The book approaches the desires of plants as sympathetically as those of humans, as when the acacia trees wait "patiently and dejectedly" until, "a breeze blew from the north, and they captured it with their crests, sucking up moisture and deriving life from it."
This is not mere anthropomorphism. Instead, the human is de-centred to be a part of the desert landscape, not its focus.
Gifts from the desert
Al-Koni tells us, in the bookʹs afterword, that he returned to visit the desert in 1987, when he was just shy of 40. The first gift it gave him was his glittering short novel Bleeding of the Stone. The second visit yielded Gold Dust. On his third trip, he was rewarded with an "even greater find": his epic The Fetishists, which is celebrated as one of the twentieth centuryʹs great Arabic novels.

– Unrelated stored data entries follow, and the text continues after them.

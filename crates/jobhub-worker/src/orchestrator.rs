//! The scheduler loop.
//!
//! Each tick runs four isolated phases: fire due schedules, dispatch queued
//! executions, dispatch retries whose delay has elapsed, and reclaim running
//! executions abandoned past their deadline. A failing phase is logged and
//! never stops the others.

use std::sync::Arc;
use std::time::Duration;

use chrono::{DateTime, Utc};
use tokio::sync::watch;
use tokio_util::task::TaskTracker;
use tracing::{debug, error, info, warn};

use jobhub_coord::DistributedLockService;
use jobhub_coord::keys::schedule_lock_key;
use jobhub_core::config::scheduler::SchedulerConfig;
use jobhub_core::result::AppResult;
use jobhub_core::types::ScheduleId;
use jobhub_database::Stores;
use jobhub_entity::execution::{ExecutionStatus, JobExecution};
use jobhub_entity::schedule::JobSchedule;

use crate::dispatch::{ExecutionDispatcher, is_runnable};
use crate::executor::JobExecutor;
use crate::resolver::ScheduleResolver;
use crate::signal::SchedulerSignal;

/// What one tick did.
#[derive(Debug, Clone, Default, PartialEq, Eq)]
pub struct TickReport {
    pub schedules_fired: usize,
    pub executions_dispatched: usize,
    pub retries_dispatched: usize,
    pub executions_reclaimed: usize,
    /// Phases that failed outright.
    pub failed_phases: Vec<&'static str>,
}

impl TickReport {
    pub fn is_ok(&self) -> bool {
        self.failed_phases.is_empty()
    }
}

/// One per process. Cooperates with other instances through the lock service.
#[derive(Debug)]
pub struct SchedulerOrchestrator {
    stores: Stores,
    locks: DistributedLockService,
    resolver: Arc<ScheduleResolver>,
    dispatcher: ExecutionDispatcher,
    signal: Arc<SchedulerSignal>,
    config: SchedulerConfig,
    instance_id: String,
    tracker: TaskTracker,
}

impl SchedulerOrchestrator {
    pub fn new(
        stores: Stores,
        locks: DistributedLockService,
        resolver: Arc<ScheduleResolver>,
        executor: Arc<JobExecutor>,
        signal: Arc<SchedulerSignal>,
        config: SchedulerConfig,
    ) -> Self {
        let instance_id = config.resolve_instance_id();
        let dispatcher = ExecutionDispatcher::new(
            stores.clone(),
            locks.clone(),
            executor,
            instance_id.clone(),
            Duration::from_secs(config.execution_lock_seconds),
        );
        Self {
            stores,
            locks,
            resolver,
            dispatcher,
            signal,
            config,
            instance_id,
            tracker: TaskTracker::new(),
        }
    }

    pub fn instance_id(&self) -> &str {
        &self.instance_id
    }

    /// Executions currently being handed off or run by this instance.
    pub fn in_flight(&self) -> usize {
        self.tracker.len()
    }

    /// Wait until every spawned hand-off has finished.
    pub async fn wait_for_in_flight(&self) {
        self.tracker.close();
        self.tracker.wait().await;
        self.tracker.reopen();
    }

    /// Run until `cancel` turns `true`.
    pub async fn run(&self, mut cancel: watch::Receiver<bool>) {
        let tick = Duration::from_secs(self.config.tick_interval_seconds);
        let backoff = Duration::from_secs(self.config.error_backoff_seconds);
        info!(
            instance_id = %self.instance_id,
            tick_seconds = tick.as_secs(),
            single_instance = self.locks.is_single_instance(),
            "Scheduler orchestrator started"
        );

        loop {
            if *cancel.borrow() {
                break;
            }
            let report = self.tick().await;

            if report.is_ok() {
                tokio::select! {
                    changed = cancel.changed() => {
                        if changed.is_err() || *cancel.borrow() {
                            break;
                        }
                    }
                    woken = self.signal.wait_for_signal(tick) => {
                        if woken {
                            debug!("Orchestrator woken early");
                        }
                    }
                }
            } else {
                warn!(
                    failed_phases = ?report.failed_phases,
                    backoff_seconds = backoff.as_secs(),
                    "Tick failed; backing off"
                );
                tokio::select! {
                    changed = cancel.changed() => {
                        if changed.is_err() || *cancel.borrow() {
                            break;
                        }
                    }
                    _ = tokio::time::sleep(backoff) => {}
                }
            }
        }

        info!(in_flight = self.tracker.len(), "Scheduler orchestrator stopping");
        self.tracker.close();
        let grace = Duration::from_secs(self.config.shutdown_grace_seconds);
        if tokio::time::timeout(grace, self.tracker.wait()).await.is_err() {
            warn!(
                in_flight = self.tracker.len(),
                "Shutdown grace period elapsed; abandoning in-flight executions"
            );
        }
        info!("Scheduler orchestrator stopped");
    }

    pub async fn tick(&self) -> TickReport {
        self.tick_at(Utc::now()).await
    }

    /// One pass over every phase as of `now`.
    pub async fn tick_at(&self, now: DateTime<Utc>) -> TickReport {
        let mut report = TickReport::default();

        match self.fire_due_schedules(now).await {
            Ok(n) => report.schedules_fired = n,
            Err(e) => {
                error!(error = %e, "Due-schedule phase failed");
                report.failed_phases.push("schedules");
            }
        }
        match self.dispatch_queued().await {
            Ok(n) => report.executions_dispatched = n,
            Err(e) => {
                error!(error = %e, "Queued-execution phase failed");
                report.failed_phases.push("queued");
            }
        }
        match self.dispatch_retries(now).await {
            Ok(n) => report.retries_dispatched = n,
            Err(e) => {
                error!(error = %e, "Retry phase failed");
                report.failed_phases.push("retries");
            }
        }
        match self.dispatcher.reclaim_stale(now, self.config.queued_batch_size).await {
            Ok(n) => report.executions_reclaimed = n,
            Err(e) => {
                error!(error = %e, "Stale-execution phase failed");
                report.failed_phases.push("stale");
            }
        }

        debug!(?report, "Tick complete");
        report
    }

    async fn fire_due_schedules(&self, now: DateTime<Utc>) -> AppResult<usize> {
        let due = self.stores.schedules.find_due(now).await?;
        let mut fired = 0;
        for schedule in due {
            match self.fire_schedule(schedule.id, now).await {
                Ok(true) => fired += 1,
                Ok(false) => {}
                Err(e) => {
                    error!(schedule_id = %schedule.id, error = %e, "Failed to process due schedule");
                }
            }
        }
        Ok(fired)
    }

    async fn fire_schedule(&self, schedule_id: ScheduleId, now: DateTime<Utc>) -> AppResult<bool> {
        let key = schedule_lock_key(schedule_id);
        let ttl = Duration::from_secs(self.config.schedule_lock_seconds);
        if !self.locks.try_acquire(&key, &self.instance_id, ttl).await? {
            debug!(schedule_id = %schedule_id, "Schedule lock held elsewhere");
            return Ok(false);
        }
        let result = self.fire_locked(schedule_id, now).await;
        if let Err(e) = self.locks.release(&key, &self.instance_id).await {
            warn!(key = %key, error = %e, "Failed to release schedule lock");
        }
        result
    }

    async fn fire_locked(&self, schedule_id: ScheduleId, now: DateTime<Utc>) -> AppResult<bool> {
        let Some(mut schedule) = self.stores.schedules.find_by_id(&schedule_id).await? else {
            return Ok(false);
        };
        if !schedule.is_due(now) {
            debug!(schedule_id = %schedule_id, "Schedule no longer due");
            return Ok(false);
        }
        let Some(job) = self.stores.jobs.find_by_id(&schedule.job_id).await? else {
            warn!(schedule_id = %schedule_id, job_id = %schedule.job_id, "Schedule references a missing job");
            return Ok(false);
        };

        if !is_runnable(&self.stores, &job).await? {
            info!(
                schedule_id = %schedule_id,
                job = %job.name,
                status = %job.status,
                "Job not runnable; advancing schedule without firing"
            );
            self.advance(&mut schedule, now).await?;
            return Ok(false);
        }

        let limit = u64::try_from(job.max_concurrent_executions).unwrap_or(1);
        let execution = JobExecution::scheduled(job.id, schedule.id, job.retry_policy.max_retries(), now)
            .on_host(&self.instance_id);
        let Some(execution) = self.stores.executions.create_within_limit(&execution, limit).await? else {
            warn!(
                schedule_id = %schedule_id,
                job = %job.name,
                limit,
                "Job at concurrency limit; deferring this firing"
            );
            return Ok(false);
        };

        schedule.record_execution(now);
        self.advance(&mut schedule, now).await?;

        info!(
            schedule_id = %schedule_id,
            execution_id = %execution.id,
            job = %job.name,
            next_execution = ?schedule.next_execution,
            "Queued scheduled execution"
        );
        self.signal.notify_executions_changed();
        Ok(true)
    }

    /// Recompute `next_execution` and persist the schedule.
    async fn advance(&self, schedule: &mut JobSchedule, now: DateTime<Utc>) -> AppResult<()> {
        let next = match self.resolver.next_for_schedule(schedule, now) {
            Ok(next) => next,
            Err(e) => {
                error!(
                    schedule_id = %schedule.id,
                    error = %e,
                    "Cannot compute next occurrence; schedule stops firing"
                );
                None
            }
        };
        schedule.set_next_execution(next);
        self.stores.schedules.update(schedule).await?;
        Ok(())
    }

    async fn dispatch_queued(&self) -> AppResult<usize> {
        let queued = self
            .stores
            .executions
            .find_by_status(ExecutionStatus::Queued, self.config.queued_batch_size)
            .await?;
        Ok(self.dispatch_all(queued).await)
    }

    async fn dispatch_retries(&self, now: DateTime<Utc>) -> AppResult<usize> {
        let due = self
            .stores
            .executions
            .find_retries_due(now, self.config.queued_batch_size)
            .await?;
        Ok(self.dispatch_all(due).await)
    }

    async fn dispatch_all(&self, executions: Vec<JobExecution>) -> usize {
        let mut dispatched = 0;
        for execution in executions {
            match self.dispatcher.dispatch(&self.tracker, execution.id).await {
                Ok(true) => dispatched += 1,
                Ok(false) => {}
                Err(e) => {
                    error!(execution_id = %execution.id, error = %e, "Failed to dispatch execution");
                }
            }
        }
        dispatched
    }
}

This book doesnʹt build close relationships between any particular characters. In the afterword, al-Koni says he wanted the novel to exist "outside of relationships". The book prepares us for this from the first scene, which opens on a mountaintop, narrated by an unnamed character whoʹs been "liberated" from his body to observe the "comic and awkward" lives of the people below. Alongside our narrator, we observe tiny humans who make up a small part of a vast desert landscape.
There is an Ibn Khaldunian (1332-1406) aspect to this. Like the great Maghrebi philosopherʹs al-Muqaddimah, al-Koniʹs novel follows the struggles of human generations, particularly between nomadic and settled peoples. The book is packed with Sufi-Hegelian dialectics of free and enslaved, nomad and settled, monotheist and animist. Happenings are often magical, yet this is less a magical realism than a mystical, Sufi one.